▶ Problem statement:
Copy the data below. Keep every line exactly as it is.

▶ Records excerpted from a collection:
┌──

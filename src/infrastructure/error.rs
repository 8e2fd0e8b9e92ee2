use thiserror::Error;

#[derive(Debug, Error)]
pub enum InfraError {
    #[error("I/O error: {0}")]
    Io(#[from] std::io::Error),
    #[error("JSON error: {0}")]
    Json(#[from] serde_json::Error),
    #[error("SQLite error: {0}")]
    Sqlite(#[from] rusqlite::Error),
    #[error("Invalid config: {0}")]
    InvalidConfig(String),
    #[error("Transport error: {0}")]
    Transport(String),
    #[error("Not authenticated")]
    NotAuthenticated,
    #[error("Invalid record: {0}")]
    InvalidRecord(String),
}

impl InfraError {
    pub fn is_transient(&self) -> bool {
        match self {
            InfraError::Transport(message) => {
                let message = message.to_ascii_lowercase();
                !(message.contains("permission") || message.contains("denied"))
            }
            InfraError::Sqlite(rusqlite::Error::SqliteFailure(error, _)) => matches!(
                error.code,
                rusqlite::ErrorCode::DatabaseBusy | rusqlite::ErrorCode::DatabaseLocked
            ),
            _ => false,
        }
    }
}

#[cfg(test)]
mod tests {
    use super::*;

    #[test]
    fn transport_errors_are_transient_unless_permission_related() {
        assert!(InfraError::Transport("network unreachable".to_string()).is_transient());
        assert!(!InfraError::Transport("PERMISSION_DENIED".to_string()).is_transient());
        assert!(!InfraError::NotAuthenticated.is_transient());
        assert!(!InfraError::InvalidConfig("schema".to_string()).is_transient());
    }
}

└──

▶ Solved exercise:
filename src/infrastructure/error.rs
repository 8e2fd0e8b9e92ee2
use thiserror::Error;

#[derive(Debug, Error)]
pub enum InfraError {
    #[error("I/O error: {0}")]
    Io(#[from] std::io::Error),
    #[error("JSON error: {0}")]
    Json(#[from] serde_json::Error),
    #[error("SQLite error: {0}")]
    Sqlite(#[from] rusqlite::Error),
    #[error("Invalid config: {0}")]
    InvalidConfig(String),
    #[error("Transport error: {0}")]
    Transport(String),
    #[error("Not authenticated")]
    NotAuthenticated,
    #[error("Invalid record: {0}")]
    InvalidRecord(String),
}

impl InfraError {
    pub fn is_transient(&self) -> bool {
        match self {
            InfraError::Transport(message) => {
                let message = message.to_ascii_lowercase();
                !(message.contains("permission") || message.contains("denied"))
            }
            InfraError::Sqlite(rusqlite::Error::SqliteFailure(error, _)) => matches!(
                error.code,
                rusqlite::ErrorCode::DatabaseBusy | rusqlite::ErrorCode::DatabaseLocked
            ),
            _ => false,
        }
    }
}

#[cfg(test)]
mod tests {
    use super::*;

    #[test]
    fn transport_errors_are_transient_unless_permission_related() {
        assert!(InfraError::Transport("network unreachable".to_string()).is_transient());
        assert!(!InfraError::Transport("PERMISSION_DENIED".to_string()).is_transient());
        assert!(!InfraError::NotAuthenticated.is_transient());
        assert!(!InfraError::InvalidConfig("schema".to_string()).is_transient());
    }
}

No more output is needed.